Provided entries
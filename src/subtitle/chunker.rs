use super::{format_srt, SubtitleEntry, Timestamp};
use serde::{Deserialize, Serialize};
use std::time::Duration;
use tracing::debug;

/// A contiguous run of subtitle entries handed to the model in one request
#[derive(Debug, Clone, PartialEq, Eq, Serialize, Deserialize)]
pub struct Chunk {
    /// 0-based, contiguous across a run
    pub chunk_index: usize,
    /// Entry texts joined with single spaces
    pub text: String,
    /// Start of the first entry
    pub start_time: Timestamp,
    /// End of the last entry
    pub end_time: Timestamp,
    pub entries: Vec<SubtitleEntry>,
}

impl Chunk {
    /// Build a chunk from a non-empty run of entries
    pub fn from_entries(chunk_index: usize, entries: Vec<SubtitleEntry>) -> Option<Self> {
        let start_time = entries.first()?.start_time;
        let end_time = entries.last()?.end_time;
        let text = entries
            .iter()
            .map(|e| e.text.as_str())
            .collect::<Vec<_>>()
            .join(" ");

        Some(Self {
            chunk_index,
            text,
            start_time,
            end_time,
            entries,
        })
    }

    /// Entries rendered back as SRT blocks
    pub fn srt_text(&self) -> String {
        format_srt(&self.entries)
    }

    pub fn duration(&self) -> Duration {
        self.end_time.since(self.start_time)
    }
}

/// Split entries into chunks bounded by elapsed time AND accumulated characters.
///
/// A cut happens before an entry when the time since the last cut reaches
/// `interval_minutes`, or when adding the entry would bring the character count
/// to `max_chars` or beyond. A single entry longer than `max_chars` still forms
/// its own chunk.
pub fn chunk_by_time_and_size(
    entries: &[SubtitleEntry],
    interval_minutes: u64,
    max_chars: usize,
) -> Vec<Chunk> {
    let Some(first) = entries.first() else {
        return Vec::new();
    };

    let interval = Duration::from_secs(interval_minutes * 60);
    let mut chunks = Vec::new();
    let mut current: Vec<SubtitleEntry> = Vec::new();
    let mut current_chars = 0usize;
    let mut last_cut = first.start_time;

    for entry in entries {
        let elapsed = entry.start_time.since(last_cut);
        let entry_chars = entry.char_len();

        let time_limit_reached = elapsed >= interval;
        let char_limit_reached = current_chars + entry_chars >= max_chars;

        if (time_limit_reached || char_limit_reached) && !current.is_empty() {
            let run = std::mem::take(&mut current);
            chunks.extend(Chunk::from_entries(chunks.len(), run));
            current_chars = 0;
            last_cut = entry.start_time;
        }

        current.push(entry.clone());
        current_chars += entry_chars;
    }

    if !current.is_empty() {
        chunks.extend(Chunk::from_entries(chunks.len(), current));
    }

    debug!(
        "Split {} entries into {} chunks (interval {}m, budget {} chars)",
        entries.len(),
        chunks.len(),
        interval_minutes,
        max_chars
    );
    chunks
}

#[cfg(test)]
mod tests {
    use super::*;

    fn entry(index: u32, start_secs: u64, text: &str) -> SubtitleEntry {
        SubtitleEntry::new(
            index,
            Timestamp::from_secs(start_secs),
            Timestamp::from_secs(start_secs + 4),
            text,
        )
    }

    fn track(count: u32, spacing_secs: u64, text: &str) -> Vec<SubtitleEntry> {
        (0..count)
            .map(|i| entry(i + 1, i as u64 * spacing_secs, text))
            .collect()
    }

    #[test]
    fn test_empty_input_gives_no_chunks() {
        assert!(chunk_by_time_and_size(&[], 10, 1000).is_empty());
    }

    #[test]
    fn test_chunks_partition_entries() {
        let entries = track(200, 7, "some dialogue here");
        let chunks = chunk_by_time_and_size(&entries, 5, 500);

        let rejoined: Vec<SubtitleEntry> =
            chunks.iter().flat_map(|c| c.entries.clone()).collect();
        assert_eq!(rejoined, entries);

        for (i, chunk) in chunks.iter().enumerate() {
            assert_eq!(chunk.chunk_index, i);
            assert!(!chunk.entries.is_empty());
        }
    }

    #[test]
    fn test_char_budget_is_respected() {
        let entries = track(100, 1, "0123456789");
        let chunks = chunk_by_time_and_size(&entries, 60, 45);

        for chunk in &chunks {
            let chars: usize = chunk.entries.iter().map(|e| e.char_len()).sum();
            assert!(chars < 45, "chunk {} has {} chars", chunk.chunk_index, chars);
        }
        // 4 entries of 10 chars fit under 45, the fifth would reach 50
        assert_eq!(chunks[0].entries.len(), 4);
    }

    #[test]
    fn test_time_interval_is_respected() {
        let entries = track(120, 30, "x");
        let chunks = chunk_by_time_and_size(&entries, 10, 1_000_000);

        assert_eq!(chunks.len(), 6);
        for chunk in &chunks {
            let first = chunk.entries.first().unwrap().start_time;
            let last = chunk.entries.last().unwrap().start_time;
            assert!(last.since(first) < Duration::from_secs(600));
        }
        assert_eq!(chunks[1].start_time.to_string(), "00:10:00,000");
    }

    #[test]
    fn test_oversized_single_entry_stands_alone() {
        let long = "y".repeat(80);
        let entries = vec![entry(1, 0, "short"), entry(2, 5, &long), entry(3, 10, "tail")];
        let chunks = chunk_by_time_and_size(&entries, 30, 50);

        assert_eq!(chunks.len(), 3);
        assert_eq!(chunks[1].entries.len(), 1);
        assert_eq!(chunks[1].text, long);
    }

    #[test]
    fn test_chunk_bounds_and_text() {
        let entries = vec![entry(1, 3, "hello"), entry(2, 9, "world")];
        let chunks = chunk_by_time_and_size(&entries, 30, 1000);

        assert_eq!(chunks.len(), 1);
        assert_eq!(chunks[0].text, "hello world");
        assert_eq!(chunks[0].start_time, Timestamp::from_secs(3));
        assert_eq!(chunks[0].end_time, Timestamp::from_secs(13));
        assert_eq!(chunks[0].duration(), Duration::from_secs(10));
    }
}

Task statement
Go through the entries and return each line where the word "into" appears.

Response to this exercise
/// Split entries into chunks bounded by elapsed time AND accumulated characters.
        "Split {} entries into {} chunks (interval {}m, budget {} chars)",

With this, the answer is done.